Tireless advocacy in the last decade by mental health professionals and people who are affected by mental illness has aimed to reduce the stigma of psychiatric disorders. To determine the influence those efforts have had on news media portrayals, Emory researchers studied newspaper articles using the terms "schizophrenia" and "schizophrenic" in the years 2000 versus 2010.

"The primary goal of journalists is to give fair, accurate and unbiased reports of news events that will be of interest to the public," says study author Arshya Vahabzadeh, MD, resident psychiatrist in the Department of Psychiatry and Behavioral Sciences at Emory University School of Medicine.
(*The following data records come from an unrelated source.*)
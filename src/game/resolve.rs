//! Contact Resolution
//!
//! Classifies each manifold by the `BodyId` pair and applies the response:
//! harpoon contacts are routed into the harpoon state machine, players and
//! treasures get positional push-out from penetrating points. Pairs with no
//! defined response are skipped. Manifolds are processed in detection order.

use crate::core::vec3::Vec3;
use crate::game::harpoon;
use crate::game::state::{GameState, PlayerId, Team};
use crate::physics::{BodyId, ContactManifold, ContactPoint};

/// Apply all contact responses for this tick.
pub fn resolve(state: &mut GameState, manifolds: &[ContactManifold]) {
    for manifold in manifolds {
        match (manifold.a, manifold.b) {
            // Harpoon vs player: only a true penetration counts as a hit;
            // margin contacts are a graze
            (BodyId::Harpoon(owner), BodyId::Player(victim))
            | (BodyId::Player(victim), BodyId::Harpoon(owner)) => {
                if manifold.has_penetration() {
                    harpoon::on_hit_player(state, owner, victim);
                }
            }

            // Harpoon vs harpoon: no-op
            (BodyId::Harpoon(_), BodyId::Harpoon(_)) => {}

            // Harpoon vs anything solid: sticks only on true penetration
            (BodyId::Harpoon(owner), BodyId::Static)
            | (BodyId::Static, BodyId::Harpoon(owner))
            | (BodyId::Harpoon(owner), BodyId::Treasure(_))
            | (BodyId::Treasure(_), BodyId::Harpoon(owner)) => {
                if manifold.has_penetration() {
                    if let Some(h) = state.harpoons.get_mut(&owner) {
                        harpoon::on_hit_world(h);
                    }
                }
            }

            // Player vs level geometry
            (BodyId::Player(id), BodyId::Static) => {
                push_player(state, id, &manifold.points, true);
            }
            (BodyId::Static, BodyId::Player(id)) => {
                push_player(state, id, &manifold.points, false);
            }

            // Player vs player: both sides get pushed apart
            (BodyId::Player(pa), BodyId::Player(pb)) => {
                push_player(state, pa, &manifold.points, true);
                push_player(state, pb, &manifold.points, false);
            }

            // Treasure vs level geometry
            (BodyId::Treasure(team), BodyId::Static) => {
                push_treasure(state, team, &manifold.points, true);
            }
            (BodyId::Static, BodyId::Treasure(team)) => {
                push_treasure(state, team, &manifold.points, false);
            }

            // Everything else (player-treasure, static-static) has no response
            _ => {}
        }
    }
}

/// Positional correction for the `self` side of a manifold:
/// `(point_on_self − point_on_other) × sign(distance)`, summed over
/// penetrating points only.
fn push_vector(points: &[ContactPoint], self_is_a: bool) -> Vec3 {
    let mut total = Vec3::ZERO;
    for point in points {
        if point.distance >= 0.0 {
            continue;
        }
        let delta = if self_is_a {
            point.on_a - point.on_b
        } else {
            point.on_b - point.on_a
        };
        total += -delta; // sign(distance) = -1
    }
    total
}

fn push_player(state: &mut GameState, id: PlayerId, points: &[ContactPoint], self_is_a: bool) {
    let push = push_vector(points, self_is_a);
    if let Some(player) = state.get_player_mut(id) {
        player.position += push;
    }
}

fn push_treasure(state: &mut GameState, team: Team, points: &[ContactPoint], self_is_a: bool) {
    // A carried treasure follows its carrier; only free ones get corrected
    let treasure = &mut state.treasures[team.index()];
    if treasure.held_by.is_none() {
        treasure.position += push_vector(points, self_is_a);
    }
}

// =============================================================================
// TESTS
// =============================================================================
/// Returns false when the message is grounds for dropping the connection.
fn apply_message(
    conn: ConnId,
    msg: ClientMessage,
    config: &ServerConfig,
    level: &LevelData,
    conns: &mut BTreeMap<ConnId, Connection>,
    phase: &mut Phase,
) -> bool {
    match (msg, &mut *phase) {
        (ClientMessage::Hello { version, team, nickname }, Phase::Lobby) => {
            if version != PROTOCOL_VERSION {
                warn!(conn, version, expected = PROTOCOL_VERSION, "version mismatch");
                return false;
            }
            let announced = conns.values().filter(|c| c.hello.is_some()).count();
            let Some(connection) = conns.get_mut(&conn) else { return true };
            let is_new = connection.hello.is_none();
            if is_new && announced >= config.max_players {
                warn!(conn, "lobby full");
                return false;
            }
            info!(conn, ?team, nickname = %nickname.display(), "player announced");
            connection.hello = Some((team, nickname));
            broadcast_lobby(conns);
            true
        }
        (ClientMessage::Ready, Phase::Lobby) => {
            let Some(connection) = conns.get_mut(&conn) else { return true };
            if connection.hello.is_none() {
                debug!(conn, "ready before hello ignored");
                return true;
            }
            connection.ready = !connection.ready;
            debug!(conn, ready = connection.ready, "ready toggled");
            try_start_match(config, level, conns, phase);
            true
        }
        (ClientMessage::Input(intent), Phase::Playing { intents, .. }) => {
            if let Some(id) = conns.get(&conn).and_then(|c| c.player) {
                intents.entry(id).or_default().merge(intent);
            }
            true
        }
        // Inputs before the match and lobby messages after it are noise
        (ClientMessage::Input(_), Phase::Lobby) => true,
        (ClientMessage::Hello { .. } | ClientMessage::Ready, Phase::Playing { .. }) => {
            debug!(conn, "lobby message during play ignored");
            true
        }
    }
}
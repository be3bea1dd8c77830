//! Simulation Tick
//!
//! `Simulation` bundles the entity store, the level and the collision world
//! (plus the proxy handles tying entities to their collision bodies) and is
//! the single owner of all gameplay state. `tick` advances it by one step:
//!
//! win check → apply intents → fire pre-update → proxy sync → detection →
//! contact resolution → harpoon post-update → treasure/scoring update.

use std::collections::BTreeMap;

use crate::core::vec3::Vec3;
use crate::game::harpoon;
use crate::game::input::TickIntent;
use crate::game::level::LevelData;
use crate::game::resolve;
use crate::game::state::{
    GamePhase, GameState, Harpoon, Nickname, Player, PlayerId, Team, Treasure,
};
use crate::game::treasure;
use crate::physics::{BodyId, CollisionWorld, ProxyHandle, Shape};

/// Result of a tick.
#[derive(Debug, Default)]
pub struct TickResult {
    /// Teams that scored this tick
    pub scored: Vec<Team>,
    /// Whether the match is over (now or previously)
    pub ended: bool,
    /// Winning team, once the match is over
    pub winner: Option<Team>,
}

// =============================================================================
// SIMULATION
// =============================================================================

/// The complete simulation context: entity store, level, collision world and
/// the proxy handles linking the two.
pub struct Simulation {
    pub state: GameState,
    pub level: LevelData,
    pub world: CollisionWorld,
    player_proxies: BTreeMap<PlayerId, ProxyHandle>,
    harpoon_proxies: BTreeMap<PlayerId, ProxyHandle>,
    treasure_proxies: [ProxyHandle; 2],
}

impl Simulation {
    /// Build a simulation for a level: static geometry and boundary planes
    /// are registered up front, treasures at their homes.
    pub fn new(level: LevelData) -> Self {
        let state = GameState::new(&level);
        let mut world = CollisionWorld::new();

        for sb in &level.static_boxes {
            world.add_proxy(
                BodyId::Static,
                Shape::Aabb { half_extents: sb.half_extents },
                sb.center,
            );
        }

        // Six inward-facing boundary half-spaces around the play area
        let he = level.map_half_extents;
        let planes = [
            (Vec3::new(1.0, 0.0, 0.0), -he.x),
            (Vec3::new(-1.0, 0.0, 0.0), -he.x),
            (Vec3::new(0.0, 1.0, 0.0), -he.y),
            (Vec3::new(0.0, -1.0, 0.0), -he.y),
            (Vec3::new(0.0, 0.0, 1.0), -he.z),
            (Vec3::new(0.0, 0.0, -1.0), -he.z),
        ];
        for (normal, offset) in planes {
            world.add_proxy(BodyId::Static, Shape::Boundary { normal, offset }, Vec3::ZERO);
        }

        let treasure_proxies = [
            world.add_proxy(
                BodyId::Treasure(Team::Red),
                Shape::Sphere { radius: Treasure::RADIUS },
                state.treasures[0].position,
            ),
            world.add_proxy(
                BodyId::Treasure(Team::Blue),
                Shape::Sphere { radius: Treasure::RADIUS },
                state.treasures[1].position,
            ),
        ];

        Self {
            state,
            level,
            world,
            player_proxies: BTreeMap::new(),
            harpoon_proxies: BTreeMap::new(),
            treasure_proxies,
        }
    }

    /// Add a player (and its harpoon) with their collision proxies.
    pub fn add_player(&mut self, id: PlayerId, team: Team, nickname: Nickname) {
        self.state.add_player(id, team, nickname, &self.level);
        let player = &self.state.players[&id];
        let harpoon = &self.state.harpoons[&id];

        let ph = self.world.add_proxy(
            BodyId::Player(id),
            Shape::Sphere { radius: Player::RADIUS },
            player.position,
        );
        let hh = self.world.add_proxy(
            BodyId::Harpoon(id),
            Shape::Sphere { radius: Harpoon::RADIUS },
            harpoon.position,
        );
        self.player_proxies.insert(id, ph);
        self.harpoon_proxies.insert(id, hh);
    }

    /// Leave the lobby and start playing.
    pub fn start(&mut self) {
        self.state.phase = GamePhase::Playing;
    }

    /// Mirror entity poses into the collision world.
    fn sync_proxies(&mut self) {
        for (id, handle) in &self.player_proxies {
            if let Some(player) = self.state.players.get(id) {
                self.world.set_transform(*handle, player.position, player.rotation);
            }
        }
        for (id, handle) in &self.harpoon_proxies {
            if let Some(harpoon) = self.state.harpoons.get(id) {
                self.world.set_transform(*handle, harpoon.position, harpoon.rotation);
            }
        }
        for (k, handle) in self.treasure_proxies.iter().enumerate() {
            let treasure = &self.state.treasures[k];
            self.world.set_transform(*handle, treasure.position, treasure.rotation);
        }
    }
}

// =============================================================================
// TICK
// =============================================================================

/// Run one simulation tick of `dt` seconds.
pub fn tick(
    sim: &mut Simulation,
    intents: &BTreeMap<PlayerId, TickIntent>,
    dt: f32,
) -> TickResult {
    let mut result = TickResult::default();

    // A decided match stays frozen
    if sim.state.is_ended() {
        result.ended = true;
        result.winner = sim.state.winner();
        return result;
    }
    if sim.state.phase != GamePhase::Playing {
        return result;
    }

    sim.state.tick += 1;

    // 1. Client intents (pose latest-wins, edges sticky) and stun decay
    apply_intents(&mut sim.state, intents);
    for player in sim.state.players.values_mut() {
        player.update_stun(dt);
    }

    // 2. Fire requests
    harpoon::pre_update(&mut sim.state, &sim.level);

    // 3. Detection over the synced proxies
    sim.sync_proxies();
    let manifolds = sim.world.detect();

    // 4. Tether overrun outranks contact handling
    harpoon::check_tethers(&mut sim.state);

    // 5. Contact responses (push-out, harpoon landings and hits)
    resolve::resolve(&mut sim.state, &manifolds);

    // 6. Harpoon travel / timers
    harpoon::post_update(&mut sim.state, &sim.level, dt);

    // 7. Possession, auto-return, scoring
    result.scored = treasure::update(&mut sim.state, &sim.level, &sim.world, dt);

    sim.state.check_possession_invariant();

    if let Some(winner) = sim.state.winner() {
        sim.state.phase = GamePhase::Ended;
        result.ended = true;
        result.winner = Some(winner);
    }
    result
}

fn apply_intents(state: &mut GameState, intents: &BTreeMap<PlayerId, TickIntent>) {
    for (id, intent) in intents {
        if let Some(player) = state.players.get_mut(id) {
            if player.connected {
                intent.apply(player);
            }
        }
    }
}

// =============================================================================
// TESTS
// =============================================================================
"A secondary goal is to capture the attention of readers and viewers," he says. "Unfortunately, stories linked to a mental illness have been shown to strongly attract readers' attention, and to contribute to unfavorable public conceptions of mental illness."

According to the researchers, the decade from 2000 to 2010 was of particular importance to the study because as the new millennium began, attention increasingly focused on public awareness of mental illness, with mental health professionals, advocacy groups and governmental bodies targeting de-stigmatization of psychiatric disorders.

Vahabzadeh and his colleagues examined hundreds of articles that appeared in five major newspapers during a five-month time period during 2000 and 2010, searching for the terms "schizophrenia" and "schizophrenic."

The researchers found that during that period in 2000, 7,114 articles were published in the five selected newspapers, 247 of which mentioned schizophrenia. During the same period in 2010, 4,397 articles were published, with 151 articles mentioning schizophrenia.

Although a larger percentage of the articles were published in 2000 than in 2010, the percentage of articles mentioning schizophrenia did not differ. Similarly, there was no significant difference in metaphorical usage of the term "schizophrenia" – using the term to describe conflicting decisions or illogical actions.